→ **Work item**: Entries follow. Set all of them down as they stand.

Data excerpts section start

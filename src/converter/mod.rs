//! # Converter Module
//!
//! Batch conversion split into submodules:
//! - `batch_job`: what to convert and with which settings
//! - `batch_converter`: main orchestrator (admission gate, fan-out, join)
//! - `task_converter`: worker for a single file
//! - `progress_tracker`: collector folding per-file outcomes
//! - `path_resolver`: destination path mirroring

pub mod batch_converter;
pub mod batch_job;
pub mod path_resolver;
pub mod progress_tracker;
pub mod task_converter;

pub use batch_converter::BatchConverter;
pub use batch_job::BatchJob;
pub use path_resolver::PathResolver;
pub use progress_tracker::{ItemOutcome, ItemState, ProgressTracker};
pub use task_converter::TaskConverter;
//! # Batch Converter Main Orchestrator
//!
//! Fans every discovered file out as its own task, bounded by an admission
//! gate, and waits for all of them before reporting.
//!
//! ## Flow per file:
//! 1. Pending: task spawned, waiting for a gate permit
//! 2. Running: permit held, `TaskConverter` does the work
//! 3. Succeeded / Failed: outcome sent to the collector, permit released
//!
//! ## Guarantees:
//! - At most `workers` files are converting at any instant
//! - A failing (or panicking) file never affects the others
//! - `run` returns only after every file reached a terminal state

use crate::{
    converter::{
        batch_job::BatchJob,
        progress_tracker::{ItemOutcome, ItemState, ProgressTracker},
        task_converter::TaskConverter,
    },
    encoder::Encoder,
    progress::{BatchResult, ProgressManager},
};
use futures::future::join_all;
use std::sync::Arc;
use tokio::sync::{mpsc, Semaphore};
use tracing::{debug, error, info};

/// Main orchestrator
pub struct BatchConverter {
    job: Arc<BatchJob>,
    encoder: Arc<dyn Encoder>,
    progress: Option<ProgressManager>,
}

impl BatchConverter {
    pub fn new(job: BatchJob, encoder: Arc<dyn Encoder>) -> Self {
        Self {
            job: Arc::new(job),
            encoder,
            progress: None,
        }
    }

    /// Report progress on `progress` instead of staying silent
    pub fn with_progress(mut self, progress: ProgressManager) -> Self {
        self.progress = Some(progress);
        self
    }

    /// Convert every file of the job
    pub async fn run(&self) -> BatchResult {
        let inputs = self.job.files().to_vec();
        let total = inputs.len();

        if total == 0 {
            info!("No supported files found in {}", self.job.source_root().display());
            return BatchResult::new(0);
        }

        info!(
            "Converting {} files with {} workers (quality: {:?})",
            total,
            self.job.workers(),
            self.job.quality()
        );

        let progress = self.progress.clone().unwrap_or_else(ProgressManager::hidden);
        let (outcome_tx, outcome_rx) = mpsc::unbounded_channel();
        let collector = ProgressTracker::new(total, progress).spawn_collector(outcome_rx);

        let gate = Arc::new(Semaphore::new(self.job.workers()));
        let mut tasks = Vec::with_capacity(total);

        for input_path in inputs.iter().cloned() {
            let gate = gate.clone();
            let outcome_tx = outcome_tx.clone();
            let task_converter = TaskConverter::new(self.job.clone(), self.encoder.clone());

            tasks.push(tokio::spawn(async move {
                debug!("{}: {}", input_path.display(), ItemState::Pending);

                let outcome = match gate.acquire_owned().await {
                    Ok(permit) => {
                        debug!("{}: {}", input_path.display(), ItemState::Running);
                        info!("Converting {}...", input_path.display());

                        let result = task_converter.convert_single_file(&input_path).await;
                        drop(permit);

                        match result {
                            Ok(output_path) => ItemOutcome::succeeded(input_path, output_path),
                            Err(e) => ItemOutcome::failed(input_path, e.to_string()),
                        }
                    }
                    Err(e) => {
                        ItemOutcome::failed(input_path, format!("admission gate closed: {}", e))
                    }
                };

                // The collector outlives every worker.
                let _ = outcome_tx.send(outcome);
            }));
        }

        // Join barrier
        let joined = join_all(tasks).await;
        for (input_path, joined) in inputs.into_iter().zip(joined) {
            if let Err(e) = joined {
                let _ = outcome_tx.send(ItemOutcome::failed(
                    input_path,
                    format!("worker panicked: {}", e),
                ));
            }
        }
        drop(outcome_tx);

        match collector.await {
            Ok(result) => result,
            Err(e) => {
                error!("Result collector failed: {}", e);
                BatchResult::new(total)
            }
        }
    }
}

Data excerpts section end

→ **Task output**:
filename src/converter/mod.rs
//! # Converter Module
//!
//! Batch conversion split into submodules:
//! - `batch_job`: what to convert and with which settings
//! - `batch_converter`: main orchestrator (admission gate, fan-out, join)
//! - `task_converter`: worker for a single file
//! - `progress_tracker`: collector folding per-file outcomes
//! - `path_resolver`: destination path mirroring

pub mod batch_converter;
pub mod batch_job;
pub mod path_resolver;
pub mod progress_tracker;
pub mod task_converter;

pub use batch_converter::BatchConverter;
pub use batch_job::BatchJob;
pub use path_resolver::PathResolver;
pub use progress_tracker::{ItemOutcome, ItemState, ProgressTracker};
pub use task_converter::TaskConverter;
//! # Batch Converter Main Orchestrator
//!
//! Fans every discovered file out as its own task, bounded by an admission
//! gate, and waits for all of them before reporting.
//!
//! ## Flow per file:
//! 1. Pending: task spawned, waiting for a gate permit
//! 2. Running: permit held, `TaskConverter` does the work
//! 3. Succeeded / Failed: outcome sent to the collector, permit released
//!
//! ## Guarantees:
//! - At most `workers` files are converting at any instant
//! - A failing (or panicking) file never affects the others
//! - `run` returns only after every file reached a terminal state

use crate::{
    converter::{
        batch_job::BatchJob,
        progress_tracker::{ItemOutcome, ItemState, ProgressTracker},
        task_converter::TaskConverter,
    },
    encoder::Encoder,
    progress::{BatchResult, ProgressManager},
};
use futures::future::join_all;
use std::sync::Arc;
use tokio::sync::{mpsc, Semaphore};
use tracing::{debug, error, info};

/// Main orchestrator
pub struct BatchConverter {
    job: Arc<BatchJob>,
    encoder: Arc<dyn Encoder>,
    progress: Option<ProgressManager>,
}

impl BatchConverter {
    pub fn new(job: BatchJob, encoder: Arc<dyn Encoder>) -> Self {
        Self {
            job: Arc::new(job),
            encoder,
            progress: None,
        }
    }

    /// Report progress on `progress` instead of staying silent
    pub fn with_progress(mut self, progress: ProgressManager) -> Self {
        self.progress = Some(progress);
        self
    }

    /// Convert every file of the job
    pub async fn run(&self) -> BatchResult {
        let inputs = self.job.files().to_vec();
        let total = inputs.len();

        if total == 0 {
            info!("No supported files found in {}", self.job.source_root().display());
            return BatchResult::new(0);
        }

        info!(
            "Converting {} files with {} workers (quality: {:?})",
            total,
            self.job.workers(),
            self.job.quality()
        );

        let progress = self.progress.clone().unwrap_or_else(ProgressManager::hidden);
        let (outcome_tx, outcome_rx) = mpsc::unbounded_channel();
        let collector = ProgressTracker::new(total, progress).spawn_collector(outcome_rx);

        let gate = Arc::new(Semaphore::new(self.job.workers()));
        let mut tasks = Vec::with_capacity(total);

        for input_path in inputs.iter().cloned() {
            let gate = gate.clone();
            let outcome_tx = outcome_tx.clone();
            let task_converter = TaskConverter::new(self.job.clone(), self.encoder.clone());

            tasks.push(tokio::spawn(async move {
                debug!("{}: {}", input_path.display(), ItemState::Pending);

                let outcome = match gate.acquire_owned().await {
                    Ok(permit) => {
                        debug!("{}: {}", input_path.display(), ItemState::Running);
                        info!("Converting {}...", input_path.display());

                        let result = task_converter.convert_single_file(&input_path).await;
                        drop(permit);

                        match result {
                            Ok(output_path) => ItemOutcome::succeeded(input_path, output_path),
                            Err(e) => ItemOutcome::failed(input_path, e.to_string()),
                        }
                    }
                    Err(e) => {
                        ItemOutcome::failed(input_path, format!("admission gate closed: {}", e))
                    }
                };

                // The collector outlives every worker.
                let _ = outcome_tx.send(outcome);
            }));
        }

        // Join barrier
        let joined = join_all(tasks).await;
        for (input_path, joined) in inputs.into_iter().zip(joined) {
            if let Err(e) = joined {
                let _ = outcome_tx.send(ItemOutcome::failed(
                    input_path,
                    format!("worker panicked: {}", e),
                ));
            }
        }
        drop(outcome_tx);

        match collector.await {
            Ok(result) => result,
            Err(e) => {
                error!("Result collector failed: {}", e);
                BatchResult::new(total)
            }
        }
    }
}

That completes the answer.